🔎 How Voters Are Placed on a Grid

A new theoretical approach models voters on a lattice where districts are formed by partitioning that lattice. This framework makes the spatial distribution of voters explicit and supports construction of districts subject to population and connectivity constraints.

🛠️ Three New Algorithms That Build Pro-Gerrymander Districts

• Introduces three novel algorithms designed to produce equal-population, connected districts that advantage the gerrymanderer.
• Each algorithm explicitly incorporates spatial voter distributions when drawing district boundaries.
• Algorithms are evaluated against the practical requirement that districts remain contiguous and population-balanced.

🎲 Why Monte Carlo Simulations Are Applied

• Voter models on the lattice include probabilistic population fluctuations at the local scale.
• Those stochastic fluctuations enable the use of Monte Carlo techniques to study variability and the likely impact of different gerrymandering strategies across many simulated realizations.

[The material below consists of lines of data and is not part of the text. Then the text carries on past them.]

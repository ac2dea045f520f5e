//! # Navigation Engine
//!
//! Wires the registry, the focus machine and the key map around one host.
//!
//! ```text
//! mutation signal ──► on_mutation() ──► Registry::refresh
//! key event ────────► handle_key() ──► KeyMap::dispatch
//!                                        ├─ Move     → FocusMachine::move_focus(snapshot)
//!                                        ├─ Activate → Registry::activate(platform focus)
//!                                        ├─ Back     → Host::history_back
//!                                        └─ Refresh  → Host::reload
//! ```
//!
//! Every call runs to completion before returning; the engine has no
//! background work and no interior mutability.

use log::{debug, info};

use crate::core::focus::{FocusMachine, FocusState, MoveOutcome};
use crate::core::geometry::NavigableElement;
use crate::core::host::Host;
use crate::core::input::{Command, KeyEvent, KeyMap, KeyOutcome};
use crate::core::registry::{Registry, RegistryOptions};
use crate::core::selector::{DEFAULT_DEAD_ZONE, Direction};

#[derive(Debug, Clone)]
pub struct EngineOptions {
    pub registry: RegistryOptions,
    pub dead_zone: f64,
    pub keymap: KeyMap,
}

impl Default for EngineOptions {
    fn default() -> Self {
        Self {
            registry: RegistryOptions::default(),
            dead_zone: DEFAULT_DEAD_ZONE,
            keymap: KeyMap::default(),
        }
    }
}

pub struct Engine<H: Host> {
    host: H,
    registry: Registry<H::Element>,
    focus: FocusMachine<H::Element>,
    keymap: KeyMap,
    dead_zone: f64,
}

impl<H: Host> Engine<H> {
    pub fn new(host: H, options: EngineOptions) -> Self {
        Self {
            host,
            registry: Registry::new(options.registry),
            focus: FocusMachine::new(),
            keymap: options.keymap,
            dead_zone: options.dead_zone,
        }
    }

    pub fn host(&self) -> &H {
        &self.host
    }

    pub fn host_mut(&mut self) -> &mut H {
        &mut self.host
    }

    pub fn focus_state(&self) -> FocusState<H::Element> {
        self.focus.state()
    }

    /// The current eligible set, recomputed from the host.
    pub fn snapshot(&self) -> Vec<NavigableElement<H::Element>> {
        self.registry.snapshot(&self.host)
    }

    /// Entry point for the external mutation signal.
    pub fn on_mutation(&mut self) -> usize {
        self.registry.refresh(&mut self.host).len()
    }

    /// Applies first focus if nothing is focused yet.
    pub fn bootstrap(&mut self) -> Option<H::Element> {
        let pool = self.registry.snapshot(&self.host);
        self.focus.bootstrap(&mut self.host, &pool)
    }

    pub fn move_focus(&mut self, direction: Direction) -> MoveOutcome<H::Element> {
        let pool = self.registry.snapshot(&self.host);
        self.focus
            .move_focus(&mut self.host, &pool, direction, self.dead_zone)
    }

    /// Activates whatever holds platform focus. Returns the element clicked
    /// on behalf of the user, or `None` when nothing is focused.
    pub fn activate(&mut self) -> Option<H::Element> {
        let target = self.focus.activation_target(&self.host)?;
        debug!("Activate {:?}", target);
        self.registry.activate(&mut self.host, target);
        Some(target)
    }

    pub fn back(&mut self) -> bool {
        let went_back = self.host.history_back();
        if !went_back {
            debug!("Back requested with no history");
        }
        went_back
    }

    pub fn reload(&mut self) {
        info!("Reloading page");
        self.host.reload();
    }

    /// Runs one key event through the dispatcher and applies the command.
    pub fn handle_key(&mut self, event: &KeyEvent) -> KeyOutcome {
        let outcome = self.keymap.dispatch(event);
        if let KeyOutcome::Handled { command, .. } = outcome {
            match command {
                Command::Move(direction) => {
                    self.move_focus(direction);
                }
                Command::Activate => {
                    self.activate();
                }
                Command::Back => {
                    self.back();
                }
                Command::Refresh => self.reload(),
            }
        }
        outcome
    }
}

📊 What the Comparisons Reveal

• Direct comparisons across the three algorithms show distinct performance profiles in how effectively they secure partisan advantage.
• Methods that ignore spatial data can produce disconnected districts—configurations that are typically legally prohibited.
• The study assesses the performance of geometric detectability tests, focusing on isoperimetric quotient measures, and evaluates how well these tests detect the constructed gerrymanders.

❗Why It Matters

This lattice-based framework makes spatial structure central to the design and evaluation of redistricting strategies. The combination of spatially-aware algorithms and Monte Carlo sampling offers a systematic way to compare gerrymandering tactics and to test the strengths and limits of geometric metrics (like isoperimetric quotients) used to flag illicit district shapes.